On the synthesis and degradation of the multiple forms of catalase in mouse liver

Aspects of the synthesis and degradation of the multiple forms of catalase in mouse liver have been investigated. The kinetics of return of catalase after aminotriazole inhibition indicated a product-precursor relationship between the granular and supernatant pools of the enzyme, and electrophoretic resolution of the individual heteromorphs of catalase during this treatment served to substantiate this relationship and indicated, in addition, that aminotriazole-inhibited catalase may be partially reactivated in the cytosol. Changes in the activity of mouse liver and kidney catalases after the administration of chlorophenoxyisobutyric acid ethyl ester (CPIB) were also monitored.

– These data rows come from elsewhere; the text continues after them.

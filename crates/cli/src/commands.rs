//! CLI commands

use std::sync::Arc;

use chrono::Utc;
use ledgerwatch_core::{AuditLog, EntityType, SystemWallet, WalletId};
use ledgerwatch_engine::DrainReport;
use ledgerwatch_store::{AuditQueueRepository, SystemLedgerRepository};
use rust_decimal::Decimal;
use tokio::sync::watch;

use crate::context::AppContext;

/// Create the schema and an empty system wallet if none exists
pub fn init(ctx: &AppContext) -> Result<(), anyhow::Error> {
    if ctx.store.system_wallet()?.is_none() {
        ctx.store.set_system_wallet(&SystemWallet {
            solde_marchand: Decimal::ZERO,
            engagement_users: Decimal::ZERO,
            plateforme_benefices: Decimal::ZERO,
            updated_at: Utc::now(),
        })?;
    }
    println!("✅ Audit database ready at {}", ctx.db_path().display());
    Ok(())
}

/// Run one periodic scheduling sweep
pub fn schedule(ctx: &AppContext) -> Result<(), anyhow::Error> {
    let scheduled = ctx.orchestrator.schedule_periodic_audits()?;
    println!("✅ Scheduled {} periodic audits", scheduled);
    Ok(())
}

fn print_drain(report: &DrainReport) {
    println!(
        "✅ Drained {} jobs: {} completed, {} deferred, {} discarded, {} failed",
        report.processed(),
        report.completed,
        report.deferred,
        report.discarded,
        report.failed
    );
}

/// Process due jobs once, or keep polling until Ctrl-C
pub async fn work(ctx: &AppContext, once: bool) -> Result<(), anyhow::Error> {
    let worker = Arc::new(ctx.worker());

    if once {
        let report = tokio::task::spawn_blocking(move || worker.drain_once()).await??;
        print_drain(&report);
        return Ok(());
    }

    let (shutdown_tx, shutdown_rx) = watch::channel(false);
    let poll = ctx.services.config.queue.worker_poll();
    let handle = tokio::spawn(worker.run(poll, shutdown_rx));

    println!("👷 Worker running, press Ctrl-C to stop");
    tokio::signal::ctrl_c().await?;
    shutdown_tx.send(true)?;
    handle.await??;
    println!("✅ Worker stopped");
    Ok(())
}

/// Run the global audit now
pub fn global(ctx: &AppContext) -> Result<(), anyhow::Error> {
    let report = ctx.orchestrator.execute_global_audit()?;
    println!("{}", serde_json::to_string_pretty(&report)?);
    if report.anomalies_created > 0 {
        println!("⚠️  {} new anomalies", report.anomalies_created);
    } else {
        println!("✅ No new anomalies");
    }
    Ok(())
}

pub fn stats(ctx: &AppContext) -> Result<(), anyhow::Error> {
    let stats = ctx.orchestrator.audit_stats()?;
    println!("{}", serde_json::to_string_pretty(&stats)?);
    Ok(())
}

fn print_logs(logs: &[AuditLog]) {
    if logs.is_empty() {
        println!("No audit logs");
        return;
    }
    for log in logs {
        println!(
            "#{:<6} {} {:<9} {:<13} {}:{} {} (diff {})",
            log.id,
            log.created_at.format("%Y-%m-%d %H:%M:%S"),
            log.severity,
            log.status,
            log.entity_type,
            log.entity_id,
            log.invariant_violated,
            log.difference
        );
    }
}

pub fn recent(ctx: &AppContext, limit: usize) -> Result<(), anyhow::Error> {
    print_logs(&ctx.orchestrator.recent_audit_logs(limit)?);
    Ok(())
}

pub fn history(ctx: &AppContext, wallet_id: WalletId) -> Result<(), anyhow::Error> {
    print_logs(&ctx.orchestrator.entity_audit_history(EntityType::Wallet, wallet_id)?);
    Ok(())
}

/// Queue a targeted audit for a wallet
pub fn enqueue(ctx: &AppContext, wallet_id: WalletId, priority: u8) -> Result<(), anyhow::Error> {
    let job_id = ctx.orchestrator.schedule_targeted_audit(wallet_id, priority)?;
    println!("✅ Targeted audit for wallet {} queued (job {})", wallet_id, job_id);
    Ok(())
}

/// Jobs that ran out of attempts
pub fn failed(ctx: &AppContext) -> Result<(), anyhow::Error> {
    let jobs = ctx.store.failed_jobs()?;
    if jobs.is_empty() {
        println!("✅ No failed jobs");
        return Ok(());
    }
    for job in jobs {
        println!(
            "job {} {} {}:{} attempts {}/{} last error: {}",
            job.id,
            job.audit_type,
            job.entity_type,
            job.entity_id,
            job.attempts,
            job.max_attempts,
            job.last_error.as_deref().unwrap_or("-")
        );
    }
    Ok(())
}
//! Detected anomalies and how they become audit logs
//!
//! ```text
//! Anomaly ──► fingerprint ──► cache hit? ──► Duplicate
//!                                │ miss
//!                                ▼
//!                        store has fingerprint? ──► Duplicate
//!                                │ no
//!                                ▼
//!                           insert AuditLog ──► Created
//! ```
//!
//! Deduplication matches any stored log with the same fingerprint,
//! whatever its status. The store lookup is authoritative; the cache only
//! saves a round-trip.

use ledgerwatch_core::{
    AnomalyScope, AuditLog, AuditStatus, EntityType, Invariant, NewAuditLog, Severity,
};
use ledgerwatch_store::AuditLogRepository;
use rust_decimal::Decimal;
use serde_json::{Map, Value};

use crate::context::AuditServices;
use crate::error::AuditResult;
use crate::fingerprint::fingerprint;

/// A violated invariant, before persistence
#[derive(Debug, Clone, PartialEq)]
pub struct Anomaly {
    pub invariant: String,
    pub entity_type: EntityType,
    pub entity_id: i64,
    pub expected_value: Decimal,
    pub actual_value: Decimal,
    pub difference: Decimal,
    pub severity: Severity,
    pub description: String,
    pub metadata: Map<String, Value>,
}

impl Anomaly {
    pub fn new(invariant: impl Into<String>, entity_type: EntityType, entity_id: i64) -> Self {
        Self {
            invariant: invariant.into(),
            entity_type,
            entity_id,
            expected_value: Decimal::ZERO,
            actual_value: Decimal::ZERO,
            difference: Decimal::ZERO,
            severity: Severity::Low,
            description: String::new(),
            metadata: Map::new(),
        }
    }

    pub fn wallet(invariant: Invariant, wallet_id: i64) -> Self {
        Self::new(invariant.as_ref(), EntityType::Wallet, wallet_id)
    }

    /// System-level findings use entity id 0
    pub fn system(invariant: Invariant) -> Self {
        Self::new(invariant.as_ref(), EntityType::System, 0)
    }

    /// Set expected/actual; `difference` becomes `|actual - expected|`
    pub fn values(mut self, expected: Decimal, actual: Decimal) -> Self {
        self.expected_value = expected;
        self.actual_value = actual;
        self.difference = (actual - expected).abs();
        self
    }

    pub fn difference(mut self, difference: Decimal) -> Self {
        self.difference = difference;
        self
    }

    pub fn severity(mut self, severity: Severity) -> Self {
        self.severity = severity;
        self
    }

    pub fn describe(mut self, description: impl Into<String>) -> Self {
        self.description = description.into();
        self
    }

    pub fn meta(mut self, key: &str, value: impl Into<Value>) -> Self {
        self.metadata.insert(key.to_string(), value.into());
        self
    }

    pub fn fingerprint(&self, scope: AnomalyScope) -> String {
        fingerprint(&self.invariant, self.entity_type, self.entity_id, scope)
    }

    pub fn into_new_log(self, scope: AnomalyScope, status: AuditStatus) -> NewAuditLog {
        let fingerprint = self.fingerprint(scope);
        NewAuditLog {
            audit_type: scope.audit_type(),
            entity_type: self.entity_type,
            entity_id: self.entity_id,
            invariant_violated: self.invariant,
            expected_value: self.expected_value,
            actual_value: self.actual_value,
            difference: self.difference,
            severity: self.severity,
            description: self.description,
            status,
            fingerprint,
            metadata: self.metadata,
        }
    }
}

/// Result of trying to persist an anomaly
#[derive(Debug, Clone, PartialEq)]
pub enum Recorded {
    Created(AuditLog),
    Duplicate { fingerprint: String },
}

impl Recorded {
    pub fn created(&self) -> Option<&AuditLog> {
        match self {
            Recorded::Created(log) => Some(log),
            Recorded::Duplicate { .. } => None,
        }
    }

    pub fn is_duplicate(&self) -> bool {
        matches!(self, Recorded::Duplicate { .. })
    }
}

/// Fingerprints, deduplicates and inserts anomalies
pub struct AnomalyRecorder {
    services: AuditServices,
}

impl AnomalyRecorder {
    pub fn new(services: AuditServices) -> Self {
        Self { services }
    }

    fn cache_key(fingerprint: &str) -> String {
        format!("audit_fingerprint_{}", fingerprint)
    }

    /// Store-authoritative insert, safe inside a transaction
    ///
    /// Does not touch the cache, so a rolled-back insert leaves no trace.
    pub fn record(
        &self,
        anomaly: Anomaly,
        scope: AnomalyScope,
        status: AuditStatus,
    ) -> AuditResult<Recorded> {
        let fingerprint = anomaly.fingerprint(scope);
        if self.services.store.find_by_fingerprint(&fingerprint)?.is_some() {
            return Ok(Recorded::Duplicate { fingerprint });
        }
        let log = self
            .services
            .store
            .insert_audit_log(anomaly.into_new_log(scope, status), self.services.clock.now())?;
        Ok(Recorded::Created(log))
    }

    /// Read-through variant for the hot path
    pub fn record_cached(&self, anomaly: Anomaly, scope: AnomalyScope) -> AuditResult<Recorded> {
        let fingerprint = anomaly.fingerprint(scope);
        let key = Self::cache_key(&fingerprint);
        let ttl = self.services.config.realtime.fingerprint_cache_ttl();

        if self.services.cache.has(&key) {
            return Ok(Recorded::Duplicate { fingerprint });
        }

        let recorded = self.record(anomaly, scope, AuditStatus::Pending)?;
        self.services.cache.put(&key, ttl);
        Ok(recorded)
    }

    /// Fan a created log out to auditors
    pub fn notify(&self, log: &AuditLog) -> usize {
        self.services.notifications.route(log)
    }
}

#[cfg(test)]
mod tests {
    use super::*;
    use ledgerwatch_core::{AuditType, ManualClock};
    use ledgerwatch_store::MemoryStore;
    use rust_decimal_macros::dec;
    use std::sync::Arc;

    fn recorder() -> (AnomalyRecorder, Arc<MemoryStore>) {
        let store = Arc::new(MemoryStore::new());
        let services = AuditServices::new(
            store.clone(),
            Arc::new(ManualClock::default()),
            Default::default(),
        );
        (AnomalyRecorder::new(services), store)
    }

    fn mismatch(balance: Decimal) -> Anomaly {
        Anomaly::wallet(Invariant::BalanceLedgerMismatch, 1)
            .values(dec!(95), balance)
            .severity(Severity::Medium)
            .describe("mismatch")
    }

    #[test]
    fn test_values_sets_absolute_difference() {
        let anomaly = Anomaly::system(Invariant::AccountingEquationViolation).values(dec!(950), dec!(900));
        assert_eq!(anomaly.difference, dec!(50));
        assert_eq!(anomaly.entity_id, 0);
        assert_eq!(anomaly.invariant, "accounting_equation_violation");
    }

    #[test]
    fn test_new_log_carries_scope() {
        let log = mismatch(dec!(100)).into_new_log(AnomalyScope::Targeted, AuditStatus::Pending);
        assert_eq!(log.audit_type, AuditType::Batch);
        assert_eq!(log.fingerprint, mismatch(dec!(1)).fingerprint(AnomalyScope::Targeted));
    }

    #[test]
    fn test_record_deduplicates_on_stable_fields() {
        let (recorder, store) = recorder();

        let first = recorder
            .record(mismatch(dec!(100)), AnomalyScope::Realtime, AuditStatus::Pending)
            .unwrap();
        // different amounts, same stable attributes
        let second = recorder
            .record(mismatch(dec!(120)), AnomalyScope::Realtime, AuditStatus::Pending)
            .unwrap();

        assert!(first.created().is_some());
        assert!(second.is_duplicate());
        assert_eq!(store.audit_log_count(), 1);
    }

    #[test]
    fn test_record_cached_skips_store_on_hit() {
        let (recorder, store) = recorder();

        recorder.record_cached(mismatch(dec!(100)), AnomalyScope::Realtime).unwrap();
        store.inject_failure(ledgerwatch_store::Fault::AuditLogWrite);
        // a cache hit never reaches the (failing) store
        let again = recorder.record_cached(mismatch(dec!(100)), AnomalyScope::Realtime).unwrap();

        assert!(again.is_duplicate());
        assert_eq!(store.recent_audit_logs(10).unwrap().len(), 1);
    }

    #[test]
    fn test_scopes_do_not_share_fingerprints() {
        let (recorder, store) = recorder();

        recorder
            .record(mismatch(dec!(100)), AnomalyScope::Realtime, AuditStatus::Pending)
            .unwrap();
        let targeted = recorder
            .record(mismatch(dec!(100)), AnomalyScope::Targeted, AuditStatus::Pending)
            .unwrap();

        assert!(targeted.created().is_some());
        assert_eq!(store.audit_log_count(), 2);
    }
}
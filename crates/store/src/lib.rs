//! LedgerWatch Store - Persistence contracts for the audit engine
//!
//! Auditors depend on narrow repository traits instead of a global ORM:
//!
//! ```text
//!  WalletRepository        wallets (read, balance write for auto-correction)
//!  LedgerRepository        wallet transactions (read, aggregates)
//!  SystemLedgerRepository  merchant wallet + its transactions (read)
//!  AuditLogRepository      financial_audit_logs   ┐
//!  AuditQueueRepository    audit_queue            ├ owned by the audit engine
//!  SnapshotRepository      audit_snapshots        │
//!  CorrectionRepository    correction_requests    │
//!  LeaseRepository         audit_locks            ┘
//!  TransactionRunner       atomic unit of work
//! ```
//!
//! [`AuditStore`] bundles all of them. Two engines are provided:
//! [`MemoryStore`] and [`SqliteStore`].

pub mod error;
pub mod memory;
pub mod repository;
pub mod sqlite;

pub use error::{StoreError, StoreResult};
pub use memory::{Fault, MemoryStore};
pub use repository::{
    transaction, AuditLogRepository, AuditQueueRepository, AuditStore, CorrectionRepository,
    LeaseRepository, LedgerRepository, LogGrouping, SnapshotRepository, SystemLedgerRepository,
    TransactionRunner, WalletActivity, WalletRepository,
};
pub use sqlite::SqliteStore;
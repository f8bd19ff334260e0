//! Severity classification shared by every auditor
//!
//! ```text
//! ratio = context > 0 ? difference / context : difference
//! critical  ratio > 0.10  or  difference > critical_abs
//! high      ratio > 0.05  or  difference > high_abs
//! medium    ratio > 0.01  or  difference > medium_abs
//! low       otherwise
//! ```

use ledgerwatch_core::Severity;
use rust_decimal::Decimal;
use serde::{Deserialize, Serialize};

/// Cut-offs for one auditor scope
#[derive(Debug, Clone, Copy, PartialEq, Eq, Serialize, Deserialize)]
pub struct SeverityThresholds {
    pub critical_abs: Decimal,
    pub high_abs: Decimal,
    pub medium_abs: Decimal,
    pub critical_ratio: Decimal,
    pub high_ratio: Decimal,
    pub medium_ratio: Decimal,
}

impl SeverityThresholds {
    /// Single-wallet checks
    pub fn realtime() -> Self {
        Self::with_absolute(Decimal::new(1_000, 0), Decimal::new(100, 0), Decimal::new(10, 0))
    }

    /// System-wide sums, naturally larger
    pub fn global() -> Self {
        Self::with_absolute(
            Decimal::new(100_000, 0),
            Decimal::new(10_000, 0),
            Decimal::new(1_000, 0),
        )
    }

    fn with_absolute(critical: Decimal, high: Decimal, medium: Decimal) -> Self {
        Self {
            critical_abs: critical,
            high_abs: high,
            medium_abs: medium,
            critical_ratio: Decimal::new(10, 2),
            high_ratio: Decimal::new(5, 2),
            medium_ratio: Decimal::new(1, 2),
        }
    }
}

/// Grade a difference against the magnitude it was measured on
///
/// Both inputs are taken by absolute value. A zero context falls back to
/// using the raw difference as the ratio.
pub fn classify(difference: Decimal, context: Decimal, thresholds: &SeverityThresholds) -> Severity {
    let difference = difference.abs();
    let context = context.abs();
    let ratio = if context > Decimal::ZERO {
        difference / context
    } else {
        difference
    };

    if ratio > thresholds.critical_ratio || difference > thresholds.critical_abs {
        Severity::Critical
    } else if ratio > thresholds.high_ratio || difference > thresholds.high_abs {
        Severity::High
    } else if ratio > thresholds.medium_ratio || difference > thresholds.medium_abs {
        Severity::Medium
    } else {
        Severity::Low
    }
}
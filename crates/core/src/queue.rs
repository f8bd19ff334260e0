//! Audit queue jobs
//!
//! Jobs are rows in a polling table. A worker reserves a due job for a
//! lease, deletes it on success and counts an attempt on failure. Jobs that
//! reach `max_attempts` stay in the table for manual inspection.

use chrono::{DateTime, Utc};
use serde::{Deserialize, Serialize};

use crate::audit::{AuditType, EntityType};

pub type JobId = i64;

/// Lower number = higher priority
pub const PRIORITY_CRITICAL: u8 = 1;
pub const PRIORITY_HIGH: u8 = 2;
pub const PRIORITY_NORMAL: u8 = 5;
pub const PRIORITY_LOW: u8 = 8;

/// A queued audit job
#[derive(Debug, Clone, PartialEq, Serialize, Deserialize)]
pub struct AuditQueueJob {
    pub id: JobId,
    pub queue_name: String,
    pub entity_type: EntityType,
    pub entity_id: i64,
    pub audit_type: AuditType,
    pub priority: u8,
    pub scheduled_at: DateTime<Utc>,
    pub attempts: u32,
    pub max_attempts: u32,
    /// Set while a worker holds the job
    pub reserved_until: Option<DateTime<Utc>>,
    pub last_error: Option<String>,
    pub created_at: DateTime<Utc>,
}

impl AuditQueueJob {
    /// Out of retries, left for manual attention
    pub fn is_exhausted(&self) -> bool {
        self.attempts >= self.max_attempts
    }

    pub fn is_reserved(&self, now: DateTime<Utc>) -> bool {
        self.reserved_until.map_or(false, |until| until > now)
    }

    /// Eligible to be claimed by a worker at `now`
    pub fn is_due(&self, now: DateTime<Utc>) -> bool {
        self.scheduled_at <= now && !self.is_exhausted() && !self.is_reserved(now)
    }
}

/// Insert payload for an [`AuditQueueJob`]
#[derive(Debug, Clone, PartialEq, Serialize, Deserialize)]
pub struct NewAuditJob {
    pub queue_name: String,
    pub entity_type: EntityType,
    pub entity_id: i64,
    pub audit_type: AuditType,
    pub priority: u8,
    pub scheduled_at: DateTime<Utc>,
    pub max_attempts: u32,
}

impl NewAuditJob {
    pub fn into_job(self, id: JobId, created_at: DateTime<Utc>) -> AuditQueueJob {
        AuditQueueJob {
            id,
            queue_name: self.queue_name,
            entity_type: self.entity_type,
            entity_id: self.entity_id,
            audit_type: self.audit_type,
            priority: self.priority,
            scheduled_at: self.scheduled_at,
            attempts: 0,
            max_attempts: self.max_attempts,
            reserved_until: None,
            last_error: None,
            created_at,
        }
    }
}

After an initial decline in activity, a rapid increase to an elevated steady state occurred, with an approximately threefold increase in the liver and twofold increase in the kidney. Subcellular fractionation of the livers of CPIB-treated mice showed a massive initial increase in the supernatant pool of catalase, accompanied by a steady decrease in the activity of the peroxisomal pools. Activity increased in the peroxisomal pools at later stages of treatment, but even after a new CPIB-induced steady state was achieved, the supernatant pool of catalase remained grossly elevated. Electrophoresis of the individual heteromorphs of catalase in the supernatant after CPIB treatment showed a predominance of the most cathodal migrating forms, and turnover studies demonstrated that catalase in CPIB-treated animals exhibited a substantially lowered rate of degradation by comparison with normal animals. These results have been discussed in relation to the intracellular sequestration and turnover characteristics of catalase.